╭─ EXERCISE DATA

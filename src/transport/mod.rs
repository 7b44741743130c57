//! Signed Transport: composes the signer, rate limiter, retry driver,
//! circuit breaker, response cache, and HTTP client into the single
//! call the executor invokes for each HTTP round-trip (§4.I step 6).

pub mod cache;
pub mod circuit_breaker;
pub mod http;
pub mod rate_limiter;
pub mod retry;
pub mod signer;

use crate::config::{Credentials, Settings};
use crate::error::Error;
use cache::ResponseCache;
use circuit_breaker::CircuitBreakerManager;
use rate_limiter::RateLimiter;
use retry::{Outcome, RetryPolicy};
use std::time::Duration;
use tokio_util::sync::CancellationToken;

/// One outbound HTTP call, already fully assembled by the executor.
pub struct OutboundRequest<'a> {
    pub method: &'a str,
    pub path_and_query: &'a str,
    pub headers: Vec<(String, String)>,
    pub body: Option<Vec<u8>>,
    pub cache_key: Option<String>,
}

pub struct OutboundResponse {
    pub status: u16,
    pub body: serde_json::Value,
    pub from_cache: bool,
    /// Raw `Link` response header, when the upstream declared one
    /// (RFC 5988 continuation idiom). `None` on cache hits.
    pub link_header: Option<String>,
}

pub struct Transport {
    client: reqwest::Client,
    credentials: Credentials,
    rate_limiter: RateLimiter,
    circuit_breakers: CircuitBreakerManager,
    cache: ResponseCache,
    retry_policy: RetryPolicy,
    log_bodies: bool,
}

impl Transport {
    /// Builds the transport's HTTP client and wires its subsystems
    /// together.
    ///
    /// # Errors
    /// Returns an error if the HTTP client cannot be constructed.
    pub fn new(credentials: Credentials, settings: &Settings, user_agent: &str) -> Result<Self, Error> {
        let client = http::build_client(Duration::from_millis(settings.request_timeout_ms), user_agent)?;
        Ok(Self {
            client,
            credentials,
            rate_limiter: RateLimiter::default(),
            circuit_breakers: CircuitBreakerManager::new(),
            cache: ResponseCache::default(),
            retry_policy: RetryPolicy { max_retries: settings.max_retries, base_delay_ms: settings.retry_delay_ms },
            log_bodies: settings.log_bodies,
        })
    }

    #[must_use]
    pub fn cache(&self) -> &ResponseCache {
        &self.cache
    }

    /// Secret values to scrub out of a logged body on top of the header
    /// redaction already applied, in case an upstream ever echoes one back.
    fn known_secrets(&self) -> Vec<String> {
        let mut secrets = vec![self.credentials.client_secret.clone(), self.credentials.access_token.clone()];
        if let Some(key) = &self.credentials.account_key {
            secrets.push(key.clone());
        }
        secrets
    }

    /// Executes one HTTP call end to end: cache lookup, rate limit,
    /// circuit breaker, sign, send, retry, cache store.
    ///
    /// # Errors
    /// Returns `Error::CircuitOpen`, `Error::Cancelled`,
    /// `Error::UpstreamClientError`, `Error::UpstreamUnavailable`, or
    /// `Error::PayloadTooLarge` per the error taxonomy.
    pub async fn execute(&self, req: OutboundRequest<'_>, cancel: &CancellationToken) -> Result<OutboundResponse, Error> {
        let is_get = req.method.eq_ignore_ascii_case("GET");

        if is_get {
            if let Some(key) = &req.cache_key {
                if let Some(cached) = self.cache.get(key) {
                    return Ok(OutboundResponse { status: 200, body: cached, from_cache: true, link_header: None });
                }
            }
        }

        self.circuit_breakers.admit(&self.credentials.host)?;
        self.rate_limiter.admit(cancel).await?;

        let host = self.credentials.host.clone();
        let method = req.method.to_string();
        let path_and_query = req.path_and_query.to_string();
        let headers = req.headers;
        let body = req.body;

        let result = retry::run(self.retry_policy, cancel, |_attempt| {
            self.attempt(&host, &method, &path_and_query, &headers, body.as_deref())
        })
        .await;

        let (status, body, link_header) = result?;

        if is_get {
            if let Some(key) = req.cache_key {
                if ResponseCache::should_cache(is_get, status) {
                    self.cache.set(key, body.clone());
                }
            }
        }

        Ok(OutboundResponse { status, body, from_cache: false, link_header })
    }

    async fn attempt(
        &self,
        host: &str,
        method: &str,
        path_and_query: &str,
        headers: &[(String, String)],
        body: Option<&[u8]>,
    ) -> Outcome<(u16, serde_json::Value, Option<String>)> {
        match self.send_once(host, method, path_and_query, headers, body).await {
            Ok((status, body, link_header)) => {
                if (400..500).contains(&status) && !matches!(status, 408 | 429) {
                    self.circuit_breakers.record_failure(host);
                    Outcome::Fatal(Error::UpstreamClientError { status, body: body.to_string(), request_id: String::new() })
                } else if retry::is_retryable_status(status) {
                    self.circuit_breakers.record_failure(host);
                    Outcome::Retryable { retry_after: None }
                } else {
                    self.circuit_breakers.record_success(host);
                    Outcome::Success((status, body, link_header))
                }
            }
            Err(Error::Network(e)) => {
                self.circuit_breakers.record_failure(host);
                if e.is_timeout() || e.is_connect() {
                    Outcome::Retryable { retry_after: None }
                } else {
                    Outcome::Fatal(Error::Network(e))
                }
            }
            Err(other) => Outcome::Fatal(other),
        }
    }

    async fn send_once(
        &self,
        host: &str,
        method: &str,
        path_and_query: &str,
        headers: &[(String, String)],
        body: Option<&[u8]>,
    ) -> Result<(u16, serde_json::Value, Option<String>), Error> {
        let now = chrono::Utc::now();
        let nonce = uuid::Uuid::new_v4();
        let auth = signer::sign(&self.credentials, method, host, path_and_query, body, now, nonce);

        let url = format!("https://{host}{path_and_query}");
        if self.log_bodies {
            let redacted_url = crate::logging::redact_url_query_params(&url);
            let redacted_body = body.map(|b| {
                crate::logging::redact_secrets_in_text(&String::from_utf8_lossy(b), &self.known_secrets())
            });
            tracing::debug!(method = %method, url = %redacted_url, body = redacted_body.as_deref(), "sending request");
        }

        let http_method = reqwest::Method::from_bytes(method.as_bytes()).unwrap_or(reqwest::Method::GET);
        let mut builder = self.client.request(http_method, url).header("Authorization", auth);
        for (name, value) in headers {
            builder = builder.header(name, value);
        }
        if let Some(body) = body {
            builder = builder.body(body.to_vec());
        }

        let response = builder.send().await?;
        let status = response.status().as_u16();
        let link_header = response.headers().get("link").and_then(|v| v.to_str().ok()).map(str::to_string);
        let bytes = http::read_bounded_body(response).await?;

        if self.log_bodies {
            let redacted_body = crate::logging::redact_secrets_in_text(&String::from_utf8_lossy(&bytes), &self.known_secrets());
            tracing::trace!(status, status_text = crate::logging::http_status_text(status), body = %redacted_body, "received response");
        }

        let body = serde_json::from_slice(&bytes).unwrap_or_else(|_| serde_json::json!({}));
        Ok((status, body, link_header))
    }
}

╰─

• TASK STATEMENT
Return an exact copy of the listing above, complete in every line.

• ANSWER TO THE PROBLEM
filename src/transport/mod.rs
repository 7b44741743130c57
//! Signed Transport: composes the signer, rate limiter, retry driver,
//! circuit breaker, response cache, and HTTP client into the single
//! call the executor invokes for each HTTP round-trip (§4.I step 6).

pub mod cache;
pub mod circuit_breaker;
pub mod http;
pub mod rate_limiter;
pub mod retry;
pub mod signer;

use crate::config::{Credentials, Settings};
use crate::error::Error;
use cache::ResponseCache;
use circuit_breaker::CircuitBreakerManager;
use rate_limiter::RateLimiter;
use retry::{Outcome, RetryPolicy};
use std::time::Duration;
use tokio_util::sync::CancellationToken;

/// One outbound HTTP call, already fully assembled by the executor.
pub struct OutboundRequest<'a> {
    pub method: &'a str,
    pub path_and_query: &'a str,
    pub headers: Vec<(String, String)>,
    pub body: Option<Vec<u8>>,
    pub cache_key: Option<String>,
}

pub struct OutboundResponse {
    pub status: u16,
    pub body: serde_json::Value,
    pub from_cache: bool,
    /// Raw `Link` response header, when the upstream declared one
    /// (RFC 5988 continuation idiom). `None` on cache hits.
    pub link_header: Option<String>,
}

pub struct Transport {
    client: reqwest::Client,
    credentials: Credentials,
    rate_limiter: RateLimiter,
    circuit_breakers: CircuitBreakerManager,
    cache: ResponseCache,
    retry_policy: RetryPolicy,
    log_bodies: bool,
}

impl Transport {
    /// Builds the transport's HTTP client and wires its subsystems
    /// together.
    ///
    /// # Errors
    /// Returns an error if the HTTP client cannot be constructed.
    pub fn new(credentials: Credentials, settings: &Settings, user_agent: &str) -> Result<Self, Error> {
        let client = http::build_client(Duration::from_millis(settings.request_timeout_ms), user_agent)?;
        Ok(Self {
            client,
            credentials,
            rate_limiter: RateLimiter::default(),
            circuit_breakers: CircuitBreakerManager::new(),
            cache: ResponseCache::default(),
            retry_policy: RetryPolicy { max_retries: settings.max_retries, base_delay_ms: settings.retry_delay_ms },
            log_bodies: settings.log_bodies,
        })
    }

    #[must_use]
    pub fn cache(&self) -> &ResponseCache {
        &self.cache
    }

    /// Secret values to scrub out of a logged body on top of the header
    /// redaction already applied, in case an upstream ever echoes one back.
    fn known_secrets(&self) -> Vec<String> {
        let mut secrets = vec![self.credentials.client_secret.clone(), self.credentials.access_token.clone()];
        if let Some(key) = &self.credentials.account_key {
            secrets.push(key.clone());
        }
        secrets
    }

    /// Executes one HTTP call end to end: cache lookup, rate limit,
    /// circuit breaker, sign, send, retry, cache store.
    ///
    /// # Errors
    /// Returns `Error::CircuitOpen`, `Error::Cancelled`,
    /// `Error::UpstreamClientError`, `Error::UpstreamUnavailable`, or
    /// `Error::PayloadTooLarge` per the error taxonomy.
    pub async fn execute(&self, req: OutboundRequest<'_>, cancel: &CancellationToken) -> Result<OutboundResponse, Error> {
        let is_get = req.method.eq_ignore_ascii_case("GET");

        if is_get {
            if let Some(key) = &req.cache_key {
                if let Some(cached) = self.cache.get(key) {
                    return Ok(OutboundResponse { status: 200, body: cached, from_cache: true, link_header: None });
                }
            }
        }

        self.circuit_breakers.admit(&self.credentials.host)?;
        self.rate_limiter.admit(cancel).await?;

        let host = self.credentials.host.clone();
        let method = req.method.to_string();
        let path_and_query = req.path_and_query.to_string();
        let headers = req.headers;
        let body = req.body;

        let result = retry::run(self.retry_policy, cancel, |_attempt| {
            self.attempt(&host, &method, &path_and_query, &headers, body.as_deref())
        })
        .await;

        let (status, body, link_header) = result?;

        if is_get {
            if let Some(key) = req.cache_key {
                if ResponseCache::should_cache(is_get, status) {
                    self.cache.set(key, body.clone());
                }
            }
        }

        Ok(OutboundResponse { status, body, from_cache: false, link_header })
    }

    async fn attempt(
        &self,
        host: &str,
        method: &str,
        path_and_query: &str,
        headers: &[(String, String)],
        body: Option<&[u8]>,
    ) -> Outcome<(u16, serde_json::Value, Option<String>)> {
        match self.send_once(host, method, path_and_query, headers, body).await {
            Ok((status, body, link_header)) => {
                if (400..500).contains(&status) && !matches!(status, 408 | 429) {
                    self.circuit_breakers.record_failure(host);
                    Outcome::Fatal(Error::UpstreamClientError { status, body: body.to_string(), request_id: String::new() })
                } else if retry::is_retryable_status(status) {
                    self.circuit_breakers.record_failure(host);
                    Outcome::Retryable { retry_after: None }
                } else {
                    self.circuit_breakers.record_success(host);
                    Outcome::Success((status, body, link_header))
                }
            }
            Err(Error::Network(e)) => {
                self.circuit_breakers.record_failure(host);
                if e.is_timeout() || e.is_connect() {
                    Outcome::Retryable { retry_after: None }
                } else {
                    Outcome::Fatal(Error::Network(e))
                }
            }
            Err(other) => Outcome::Fatal(other),
        }
    }

    async fn send_once(
        &self,
        host: &str,
        method: &str,
        path_and_query: &str,
        headers: &[(String, String)],
        body: Option<&[u8]>,
    ) -> Result<(u16, serde_json::Value, Option<String>), Error> {
        let now = chrono::Utc::now();
        let nonce = uuid::Uuid::new_v4();
        let auth = signer::sign(&self.credentials, method, host, path_and_query, body, now, nonce);

        let url = format!("https://{host}{path_and_query}");
        if self.log_bodies {
            let redacted_url = crate::logging::redact_url_query_params(&url);
            let redacted_body = body.map(|b| {
                crate::logging::redact_secrets_in_text(&String::from_utf8_lossy(b), &self.known_secrets())
            });
            tracing::debug!(method = %method, url = %redacted_url, body = redacted_body.as_deref(), "sending request");
        }

        let http_method = reqwest::Method::from_bytes(method.as_bytes()).unwrap_or(reqwest::Method::GET);
        let mut builder = self.client.request(http_method, url).header("Authorization", auth);
        for (name, value) in headers {
            builder = builder.header(name, value);
        }
        if let Some(body) = body {
            builder = builder.body(body.to_vec());
        }

        let response = builder.send().await?;
        let status = response.status().as_u16();
        let link_header = response.headers().get("link").and_then(|v| v.to_str().ok()).map(str::to_string);
        let bytes = http::read_bounded_body(response).await?;

        if self.log_bodies {
            let redacted_body = crate::logging::redact_secrets_in_text(&String::from_utf8_lossy(&bytes), &self.known_secrets());
            tracing::trace!(status, status_text = crate::logging::http_status_text(status), body = %redacted_body, "received response");
        }

        let body = serde_json::from_slice(&bytes).unwrap_or_else(|_| serde_json::json!({}));
        Ok((status, body, link_header))
    }
}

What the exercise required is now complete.